Many people wondered why I disappeared on my birthday this year, and asked if I had been avoiding their phone calls. I have been known for avoiding social events, especially when the spotlight is one me, as I have never been one for too much fuss or attention.
However, this was not the case. The 9th October was dedicated to Fishan, the date that many important individuals could come together, to treat a four ton elephant bull patient.
A little while ago, we had shared the news that Fishan, one of the older elephant bulls of the Jabulani herd, who is one of the original herd from Zimbabwe, had suffered a leg injury. He had stepped into a manmade hole in a river, which caused serious damage to his leg.
Fishan with an injured leg
Elephant manager, Matipedza Tigere, constantly sent me daily video and photo updates of Fishan, as I am not always on site at the lodge. We monitored his condition closely, giving him anti-inflammatories, resting his leg, as well as cooling his leg with water therapy.
Tigere giving Fishan hydrotherapy
Meanwhile, behind the scenes, our veterinarian team and advisors, were working on ideas for a possible cast or a brace, researching methods that have been used by vets around the world on both Asian and African elephants.
After many Skype sessions and meetings, it was decided that Dr.
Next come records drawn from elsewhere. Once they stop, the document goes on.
use std::collections::HashSet;

use crate::graph::GraphSnapshot;
use crate::layout::{ForceLayoutEngine, SimulationHandle};

use super::scale::OrdinalScale;

pub const NODE_RADIUS: f64 = 5.0;
pub const HIT_RADIUS: f64 = 10.0;

#[derive(Clone, Debug)]
pub struct ViewTransform {
	pub x: f64,
	pub y: f64,
	pub k: f64,
}

/// A node drag in progress. `handle` is the binding it started under.
#[derive(Clone, Debug)]
pub struct DragState {
	pub node: String,
	pub handle: SimulationHandle,
}

#[derive(Clone, Debug, Default)]
pub struct PanState {
	pub active: bool,
	pub start_x: f64,
	pub start_y: f64,
	pub transform_start_x: f64,
	pub transform_start_y: f64,
}

/// Hovered node and its direct neighbors, computed once per hover change.
#[derive(Clone, Debug, Default)]
pub struct HoverState {
	pub node: Option<String>,
	pub neighbors: HashSet<String>,
}

/// Everything the canvas needs between frames.
pub struct ForceGraphState {
	pub engine: ForceLayoutEngine,
	pub handle: SimulationHandle,
	pub palette: OrdinalScale,
	pub transform: ViewTransform,
	pub drag: Option<DragState>,
	pub pan: PanState,
	pub hover: HoverState,
	pub width: f64,
	pub height: f64,
}

impl ForceGraphState {
	pub fn new(snapshot: &GraphSnapshot, palette: OrdinalScale, width: f64, height: f64) -> Self {
		let mut engine = ForceLayoutEngine::default();
		let handle = engine.bind(snapshot);
		Self {
			engine,
			handle,
			palette,
			transform: ViewTransform {
				x: width / 2.0,
				y: height / 2.0,
				k: 1.0,
			},
			drag: None,
			pan: PanState::default(),
			hover: HoverState::default(),
			width,
			height,
		}
	}

	/// Lay out a new snapshot from scratch. Any drag or hover belongs to the
	/// old one and is dropped.
	pub fn rebind(&mut self, snapshot: &GraphSnapshot) {
		if self.engine.snapshot() == Some(snapshot) {
			return;
		}
		self.engine.stop(self.handle);
		self.handle = self.engine.bind(snapshot);
		self.drag = None;
		self.hover = HoverState::default();
	}

	pub fn screen_to_graph(&self, sx: f64, sy: f64) -> (f64, f64) {
		(
			(sx - self.transform.x) / self.transform.k,
			(sy - self.transform.y) / self.transform.k,
		)
	}

	/// Topmost node under a screen point.
	pub fn node_at_position(&self, sx: f64, sy: f64) -> Option<String> {
		let (gx, gy) = self.screen_to_graph(sx, sy);
		self.engine
			.positions()
			.iter()
			.rev()
			.find(|p| (p.x - gx).hypot(p.y - gy) < HIT_RADIUS)
			.map(|p| p.id.to_string())
	}

	pub fn begin_drag(&mut self, node: String) {
		if self.engine.drag_start(&node) {
			self.drag = Some(DragState {
				node,
				handle: self.handle,
			});
		}
	}

	pub fn drag_to(&mut self, sx: f64, sy: f64) {
		let Some(drag) = &self.drag else {
			return;
		};
		if !self.engine.is_current(drag.handle) {
			self.drag = None;
			return;
		}
		let (gx, gy) = self.screen_to_graph(sx, sy);
		self.engine.drag_move(&drag.node, gx, gy);
	}

	pub fn end_drag(&mut self) {
		if let Some(drag) = self.drag.take() {
			if self.engine.is_current(drag.handle) {
				self.engine.drag_end(&drag.node);
			}
		}
	}

	pub fn is_dragging(&self) -> bool {
		self.drag.is_some()
	}

	pub fn set_hover(&mut self, node: Option<String>) {
		if self.hover.node == node {
			return;
		}
		self.hover.neighbors.clear();
		if let (Some(id), Some(snapshot)) = (&node, self.engine.snapshot()) {
			for edge in snapshot.edges() {
				if edge.source == *id {
					self.hover.neighbors.insert(edge.target.clone());
				} else if edge.target == *id {
					self.hover.neighbors.insert(edge.source.clone());
				}
			}
		}
		self.hover.node = node;
	}

	pub fn is_hovering(&self) -> bool {
		self.hover.node.is_some()
	}

	/// Whether `id` is the hovered node or one of its direct neighbors.
	pub fn is_highlighted(&self, id: &str) -> bool {
		self.hover.node.as_deref() == Some(id) || self.hover.neighbors.contains(id)
	}

	/// The canvas is going away: drop the layout so nothing steps it again.
	pub fn shutdown(&mut self) {
		self.engine.invalidate();
		self.drag = None;
		self.hover = HoverState::default();
		self.pan.active = false;
	}

	pub fn tick(&mut self) {
		self.engine.step();
	}

	pub fn resize(&mut self, width: f64, height: f64) {
		self.width = width;
		self.height = height;
	}
}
Johan Marais of Saving the Survivors, would take X-rays in order to evaluate the damage and help ascertain whether we were dealing with a fracture, or damage to the ligaments. This in itself is not an easy task.
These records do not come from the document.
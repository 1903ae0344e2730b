//! Errors raised while building a graph snapshot.

use thiserror::Error;

/// Failure to build a [`GraphSnapshot`](super::GraphSnapshot) from raw data.
///
/// All of these are configuration errors: the dataset itself is malformed and
/// nothing downstream can recover from it.
#[derive(Debug, Error)]
pub enum GraphError {
	/// Two nodes share an identifier.
	#[error("duplicate node id `{id}`")]
	DuplicateNode {
		/// The repeated id.
		id: String,
	},

	/// An edge endpoint does not name a node of the same snapshot.
	#[error("link #{index} has {endpoint} `{id}` which is not a known node")]
	DanglingEdge {
		/// Position of the edge in the input.
		index: usize,
		/// Which end is unknown.
		endpoint: Endpoint,
		/// The id it names.
		id: String,
	},

	/// Edge weights must be finite and strictly positive.
	#[error("link #{index} has invalid weight {weight}")]
	InvalidWeight {
		/// Position of the edge in the input.
		index: usize,
		/// The rejected weight.
		weight: f64,
	},

	/// The dataset could not be parsed.
	#[error("malformed dataset: {0}")]
	Dataset(#[from] serde_json::Error),
}

/// Which end of an edge failed to resolve.
#[derive(Clone, Copy, Debug, PartialEq, Eq)]
pub enum Endpoint {
	/// The `source` field.
	Source,
	/// The `target` field.
	Target,
}

impl std::fmt::Display for Endpoint {
	fn fmt(&self, f: &mut std::fmt::Formatter<'_>) -> std::fmt::Result {
		match self {
			Endpoint::Source => f.write_str("source"),
			Endpoint::Target => f.write_str("target"),
		}
	}
}

/// Result alias for graph construction.
pub type Result<T> = std::result::Result<T, GraphError>;
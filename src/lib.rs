//! Dependency graph explorer: a force-directed view of tables, services, web
//! endpoints and batch jobs that can be narrowed to one node's neighborhood.
//!
//! [`graph`] and [`layout`] hold the data model, the neighborhood filter and
//! the simulation; they have no DOM dependencies. The Leptos app on top only
//! draws what the layout reports and forwards gestures back to it.

use leptos::prelude::*;
use leptos_meta::*;
use leptos_router::components::*;
use leptos_router::path;
use log::{Level, info};

pub mod graph;
pub mod layout;

mod components;
mod pages;

use crate::pages::home::Home;
use crate::pages::not_found::NotFound;

/// Initialize logging and panic hooks for the WASM target.
pub fn init_logging() {
	let _ = console_log::init_with_level(Level::Debug);
	console_error_panic_hook::set_once();
	info!("Logging initialized");
}

/// Router with the explorer on `/` and a 404 fallback.
#[component]
pub fn App() -> impl IntoView {
	provide_meta_context();

	view! {
		<Html attr:lang="en" attr:dir="ltr" attr:data-theme="dark" />

		<Title text="Dependency Graph Explorer" />

		<Meta charset="UTF-8" />
		<Meta name="viewport" content="width=device-width, initial-scale=1.0" />

		<Router>
			<Routes fallback=|| view! { <NotFound /> }>
				<Route path=path!("/") view=Home />
			</Routes>
		</Router>
	}
}
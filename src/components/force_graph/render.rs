use std::f64::consts::PI;

use wasm_bindgen::JsValue;
use web_sys::CanvasRenderingContext2d;

use super::state::{ForceGraphState, NODE_RADIUS};

pub fn render(state: &ForceGraphState, ctx: &CanvasRenderingContext2d) {
	ctx.set_fill_style_str("#1a1a2e");
	ctx.fill_rect(0.0, 0.0, state.width, state.height);
	ctx.save();
	let _ = ctx.translate(state.transform.x, state.transform.y);
	let _ = ctx.scale(state.transform.k, state.transform.k);
	draw_edges(state, ctx);
	draw_nodes(state, ctx);
	draw_title(state, ctx);
	ctx.restore();
}

fn draw_edges(state: &ForceGraphState, ctx: &CanvasRenderingContext2d) {
	let k = state.transform.k;
	let held = state.drag.as_ref().map(|d| d.node.as_str());
	let dashed = js_sys::Array::of2(&JsValue::from_f64(4.0 / k), &JsValue::from_f64(3.0 / k));
	let solid = js_sys::Array::new();

	ctx.set_line_cap("round");
	for seg in state.engine.edge_segments() {
		let hovering = state.is_hovering();
		let lit = hovering && state.is_highlighted(seg.source) && state.is_highlighted(seg.target);
		let alpha = match (hovering, lit) {
			(false, _) => 0.6,
			(true, true) => 0.9,
			(true, false) => 0.15,
		};
		ctx.set_stroke_style_str(&format!("rgba(153, 153, 153, {alpha})"));
		ctx.set_line_width(seg.stroke_width * 1.5 / k);

		let touches_held = held.is_some_and(|id| id == seg.source || id == seg.target);
		let _ = ctx.set_line_dash(if touches_held { &dashed } else { &solid });

		ctx.begin_path();
		ctx.move_to(seg.x1, seg.y1);
		ctx.line_to(seg.x2, seg.y2);
		ctx.stroke();
	}
	let _ = ctx.set_line_dash(&solid);
}

fn draw_nodes(state: &ForceGraphState, ctx: &CanvasRenderingContext2d) {
	let Some(snapshot) = state.engine.snapshot() else {
		return;
	};
	let k = state.transform.k;
	let dimmed = state.is_hovering();

	ctx.set_stroke_style_str("#fff");
	ctx.set_line_width(1.5 / k);
	for (node, pos) in snapshot.nodes().iter().zip(state.engine.positions()) {
		let lit = state.is_highlighted(&node.id);
		ctx.set_global_alpha(if dimmed && !lit { 0.3 } else { 1.0 });
		let radius = if state.hover.node.as_deref() == Some(node.id.as_str()) {
			NODE_RADIUS * 1.4
		} else {
			NODE_RADIUS
		};

		ctx.begin_path();
		let _ = ctx.arc(pos.x, pos.y, radius, 0.0, 2.0 * PI);
		ctx.set_fill_style_str(state.palette.color(node.group));
		ctx.fill();
		ctx.stroke();
	}
	ctx.set_global_alpha(1.0);
}

/// Tooltip for the hovered node: id, then group.
fn draw_title(state: &ForceGraphState, ctx: &CanvasRenderingContext2d) {
	let Some(id) = state.hover.node.as_deref() else {
		return;
	};
	let (Some(node), Some((x, y))) = (
		state.engine.snapshot().and_then(|s| s.node(id)),
		state.engine.position(id),
	) else {
		return;
	};

	let size = 11.0 / state.transform.k.max(0.5);
	ctx.set_fill_style_str("white");
	ctx.set_font(&format!("{size}px sans-serif"));
	for (i, line) in node.title().lines().enumerate() {
		let _ = ctx.fill_text(line, x + NODE_RADIUS + 4.0, y + (i as f64) * size * 1.2);
	}
}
Fishan getting X-Rays Taken
From one of the radiographs, it appeared to Dr. Marais that the swelling was due to the a fracture found at the bottom of his ulna bone.
Highlight, lower ulna. Image credit: www.sciencedirect.com
Most elephant limb work done previously, has been with much smaller elephants, and final results are often unknown or vague. There is very little information available about the treatment of fractures of elephant bones, and the applications (or effectiveness) of casts. There has, however, been certain success seen with prosthetics.
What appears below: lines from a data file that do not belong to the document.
//! One-hop neighborhood extraction.

use std::collections::HashSet;

use log::debug;

use super::model::GraphSnapshot;

/// Narrow `snapshot` to the direct neighborhood of `query`.
///
/// Keeps every edge with `query` as source or target, plus the endpoints of
/// those edges. Nodes come out in the order they are first met while scanning
/// edges; the two endpoints of one edge keep their relative order from the
/// input node list. A query naming a node without edges yields just that node.
/// A query naming nothing yields an empty snapshot.
///
/// Ids are compared exactly. The empty query is the reset case and hands back
/// the full snapshot.
pub fn filter(snapshot: &GraphSnapshot, query: &str) -> GraphSnapshot {
	if query.is_empty() {
		return snapshot.clone();
	}

	let index = snapshot.index_by_id();
	let mut picked: Vec<usize> = Vec::new();
	let mut seen: HashSet<usize> = HashSet::new();
	let mut edges = Vec::new();

	for edge in snapshot.edges().iter().filter(|e| e.touches(query)) {
		let (Some(&s), Some(&t)) = (
			index.get(edge.source.as_str()),
			index.get(edge.target.as_str()),
		) else {
			continue;
		};
		let (first, second) = if s <= t { (s, t) } else { (t, s) };
		for i in [first, second] {
			if seen.insert(i) {
				picked.push(i);
			}
		}
		edges.push(edge.clone());
	}

	if picked.is_empty() {
		if let Some(&i) = index.get(query) {
			picked.push(i);
		}
	}

	let nodes = picked
		.into_iter()
		.map(|i| snapshot.nodes()[i].clone())
		.collect::<Vec<_>>();
	debug!(
		"neighborhood of `{}`: {} nodes, {} edges",
		query,
		nodes.len(),
		edges.len()
	);
	GraphSnapshot::from_parts_unchecked(nodes, edges)
}
use leptos::ev::{MouseEvent, SubmitEvent};
use leptos::prelude::*;

use crate::components::force_graph::{ForceGraphCanvas, OrdinalScale};
use crate::graph::GraphStore;

/// Heading of the side panel listing one group.
fn group_label(group: u32) -> String {
	match group {
		1 => "Tables".into(),
		2 => "Services".into(),
		3 => "Web".into(),
		4 => "Batch".into(),
		n => format!("Group {n}"),
	}
}

/// Loads the bundled graph and shows the explorer, or the load error.
#[component]
pub fn Home() -> impl IntoView {
	let store = GraphStore::load();

	view! {
		<ErrorBoundary fallback=|errors| {
			view! {
				<h1>"The graph could not be loaded"</h1>

				<ul>
					{move || {
						errors
							.get()
							.into_iter()
							.map(|(_, e)| view! { <li>{e.to_string()}</li> })
							.collect_view()
					}}
				</ul>
			}
		}>
			{store.map(|store| view! { <Explorer store=store /> })}
		</ErrorBoundary>
	}
}

/// Search box, per-group node lists and the graph canvas.
#[component]
fn Explorer(store: GraphStore) -> impl IntoView {
	let palette = OrdinalScale::from_snapshot(&store.snapshot());
	let (query, set_query) = signal(String::new());
	let graph = Signal::derive(move || store.neighborhood(&query.get()));
	let input_ref = NodeRef::<leptos::html::Input>::new();
	let panel_palette = palette.clone();

	let on_submit = move |ev: SubmitEvent| {
		ev.prevent_default();
		if let Some(input) = input_ref.get() {
			set_query.set(input.value().trim().to_owned());
		}
	};
	let on_reset = move |_: MouseEvent| {
		if let Some(input) = input_ref.get() {
			input.set_value("");
		}
		set_query.set(String::new());
	};

	let panels = move || {
		let snapshot = graph.get();
		snapshot
			.groups()
			.into_iter()
			.map(|(group, ids)| {
				let ids: Vec<String> = ids.into_iter().map(str::to_owned).collect();
				(group, ids)
			})
			.collect::<Vec<_>>()
	};

	let summary = move || {
		let snapshot = graph.get();
		let q = query.get();
		if !q.is_empty() && snapshot.is_empty() {
			format!("no node named \"{q}\"")
		} else {
			format!("{} nodes, {} links", snapshot.len(), snapshot.edge_count())
		}
	};

	view! {
		<div class="fullscreen-graph">
			<ForceGraphCanvas data=graph palette=palette fullscreen=true />
			<div class="graph-overlay">
				<h1>"Dependency Graph"</h1>
				<form class="graph-search" on:submit=on_submit>
					<input type="text" node_ref=input_ref placeholder="node id, e.g. svc2" />
					<button type="submit">"Focus"</button>
					<button type="button" on:click=on_reset>"Show all"</button>
				</form>
				<p class="subtitle">{summary}</p>
			</div>
			<aside class="graph-panels">
				{move || {
					panels()
						.into_iter()
						.map(|(group, ids)| {
							let color = panel_palette.color(group);
							view! {
								<section>
									<h2 style=format!("color: {color}")>{group_label(group)}</h2>
									<ul>
										{ids
											.into_iter()
											.map(|id| {
												let label = id.clone();
												view! {
													<li>
														<button on:click=move |_: MouseEvent| set_query.set(id.clone())>
															{label}
														</button>
													</li>
												}
											})
											.collect_view()}
									</ul>
								</section>
							}
						})
						.collect_view()
				}}
			</aside>
		</div>
	}
}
We had found recorded information documenting a 40 year old bull elephant, that had a severely torn shoulder. His shoulder was placed into a sling for a lengthy period of time, however he did not recover. The chances of a cast working on a four ton elephant bull is therefore not known.
Many may ask the question if it is ethical to put an elephant through this process. But after many hours of discussion, we decided to go ahead with this first round, and monitor the process. Our biggest concern is Fishan’s mental well-being, as his leg must be extremely painful, and pain can lead to depression.
With the decision made that we would apply a cast, we had to start the planning. Supplies were ordered, and our diaries booked for the 9th October. On the evening of the 8th October, during our final planning meeting, we decided to move forward with a full sedation, rather than a standing sedation. But before we did that we would need a set of x-rays from a healthy leg, to be able to compare to Fishan’s x-ray of his injured leg. It was decided to use Jabulani for this, and he did a great job.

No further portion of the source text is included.